Это случилось на третий день, в полдень. Я вернулся домой из издательства, где выклянчил у редактора аванс за новый цикл сонетов, к которому еще не приступал. Аванса едва хватило, чтобы отдать половину долга Вагизу и выцыганить у него два грамма дури под обещание в ближайшее время вернуть остальное. Телефонный звонок застал меня за прокаливанием ложки с дозой над огнем спиртовки.
– Олег. – Голос Инги в трубке казался далеким и неживым. – Ты уже знаешь?
– Что знаю?
– Марат.
– Что Марат?
– Марата больше нет.
– Что-о-о-о-о?!
– Он погиб. Я только что говорила со следователем или каким-то другим милицейским чином. Сначала он обрывал телефон тебе, но не дозвонился.
Трубка выпала у меня из ладони и повисла, маятником раскачиваясь на проводе. Я зацепил сердцем осколок разорвавшейся в груди мины. Взрывной волной меня отбросило к стене, вмазало, вбило в нее и швырнуло на пол. Задыхаясь, ловя воздух судорожно распахнутым ртом, я тщился оттолкнуть, отринуть от себя рвущиеся из телефонной трубки слова, вернуть их обратно в нее, забить в микрофон и никогда не выпускать наружу.
– Застрелен, когда садился в машину. На Краснопресненской, – неслись на меня в атаку проговариваемые Ингиным голосом фразы. – Скончался на месте. По факту возбуждено. Похороны в пятницу. На Ваганьковском.
Я шел за гробом, струи мелкого косого дождя мешались у меня на щеках со слезами и скатывались в рот солоновато-горьким настоем.

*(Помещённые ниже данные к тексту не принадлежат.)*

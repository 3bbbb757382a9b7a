use std::error::Error;
use std::fmt;
use std::num::ParseFloatError;
use std::path::PathBuf;

use crate::core::data::complex::Complex;
use crate::core::data::fractal_config::FractalConfig;

pub const USAGE: &str = "usage: fractal_zoom m [output.ppm] | j <re> <im> [output.ppm]";

#[derive(Debug, Clone, PartialEq)]
pub enum ArgsError {
    MissingVariant,
    UnknownVariant(String),
    MissingJuliaConstant,
    InvalidNumber { value: String, error: ParseFloatError },
    UnexpectedArgument(String),
}

impl fmt::Display for ArgsError {
    fn fmt(&self, f: &mut fmt::Formatter<'_>) -> fmt::Result {
        match self {
            Self::MissingVariant => write!(f, "no fractal selected"),
            Self::UnknownVariant(arg) => write!(f, "unknown fractal '{}'", arg),
            Self::MissingJuliaConstant => {
                write!(f, "a Julia fractal needs the real and imaginary part of c")
            }
            Self::InvalidNumber { value, error } => {
                write!(f, "'{}' is not a number: {}", value, error)
            }
            Self::UnexpectedArgument(arg) => write!(f, "unexpected argument '{}'", arg),
        }
    }
}

impl Error for ArgsError {
    fn source(&self) -> Option<&(dyn Error + 'static)> {
        match self {
            Self::InvalidNumber { error, .. } => Some(error),
            _ => None,
        }
    }
}

/// What the binary was asked to render, and where to write it.
#[derive(Debug, Clone, PartialEq)]
pub struct CliArgs {
    pub config: FractalConfig,
    pub output: PathBuf,
}

fn parse_number(value: &str) -> Result<f64, ArgsError> {
    value.parse().map_err(|error| ArgsError::InvalidNumber {
        value: value.to_string(),
        error,
    })
}

/// `output/mandelbrot.ppm` or `output/julia.ppm`.
fn default_output(config: &FractalConfig) -> PathBuf {
    PathBuf::from("output").join(format!(
        "{}.ppm",
        config.variant.display_name().to_lowercase()
    ))
}

/// Parses `m [output]` or `j <re> <im> [output]`, program name excluded.
///
/// Like the interactive explorer, only the first letter of the fractal
/// argument is significant.
pub fn parse_args<S: AsRef<str>>(args: &[S]) -> Result<CliArgs, ArgsError> {
    let mut args = args.iter().map(S::as_ref);

    let variant = args.next().ok_or(ArgsError::MissingVariant)?;

    let config = if variant.starts_with('m') {
        FractalConfig::default()
    } else if variant.starts_with('j') {
        let re = args.next().ok_or(ArgsError::MissingJuliaConstant)?;
        let im = args.next().ok_or(ArgsError::MissingJuliaConstant)?;
        let constant = Complex::new(parse_number(re)?, parse_number(im)?);

        FractalConfig::julia(constant)
    } else {
        return Err(ArgsError::UnknownVariant(variant.to_string()));
    };

    let output = match args.next() {
        Some(path) => PathBuf::from(path),
        None => default_output(&config),
    };

    if let Some(extra) = args.next() {
        return Err(ArgsError::UnexpectedArgument(extra.to_string()));
    }

    Ok(CliArgs { config, output })
}

#[cfg(test)]
mod tests {
    use super::*;
    use crate::core::fractals::fractal_kinds::FractalKinds;

    #[test]
    fn test_mandelbrot_defaults() {
        let args = parse_args(&["m"]).unwrap();

        assert_eq!(args.config, FractalConfig::default());
        assert_eq!(args.output, PathBuf::from("output/mandelbrot.ppm"));
    }

    #[test]
    fn test_only_first_letter_counts() {
        assert_eq!(
            parse_args(&["mandy", "view.ppm"]).unwrap().output,
            PathBuf::from("view.ppm")
        );
    }

    #[test]
    fn test_julia_with_constant_and_output() {
        let args = parse_args(&["j", "-0.8", "0.156", "j.ppm"]).unwrap();

        assert_eq!(args.config.variant, FractalKinds::Julia);
        assert_eq!(args.config.julia_constant, Some(Complex::new(-0.8, 0.156)));
        assert_eq!(args.output, PathBuf::from("j.ppm"));
    }

    #[test]
    fn test_julia_default_output() {
        let args = parse_args(&["julia", "0.285", "0.01"]).unwrap();

        assert_eq!(args.output, PathBuf::from("output/julia.ppm"));
    }

    #[test]
    fn test_julia_needs_both_parts() {
        assert_eq!(
            parse_args(&["j", "0.3"]),
            Err(ArgsError::MissingJuliaConstant)
        );
    }

    #[test]
    fn test_bad_number() {
        assert!(matches!(
            parse_args(&["j", "abc", "0.1"]),
            Err(ArgsError::InvalidNumber { ref value, .. }) if value == "abc"
        ));
    }

    #[test]
    fn test_unknown_and_missing_variant() {
        let none: [&str; 0] = [];

        assert_eq!(parse_args(&none), Err(ArgsError::MissingVariant));
        assert_eq!(
            parse_args(&["x"]),
            Err(ArgsError::UnknownVariant("x".to_string()))
        );
        assert_eq!(
            parse_args(&["m", "a.ppm", "b.ppm"]),
            Err(ArgsError::UnexpectedArgument("b.ppm".to_string()))
        );
    }
}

Марат. Верный и безотказный. Тот, кто являлся по первому зову, принося с собой понимание и даря утешение. Тот, который щедро делился всем, что имел. Который наряжал мои стихи в музыку, награждая их второй жизнью. Марат. Веселый, громкоголосый, удачливый. Единственный друг. Тот, который с детства. Который навсегда.
Он никогда ничего не брал, только дарил. У меня и брать-то было нечего. Как там сказала эта сволочь: «Ни рожна, ни хрена и долгов мошна». Так и есть, но последний свой долг отдать я сумел. У меня было чем расплатиться. Стихами, моими стихами, единственным, что я знал и умел.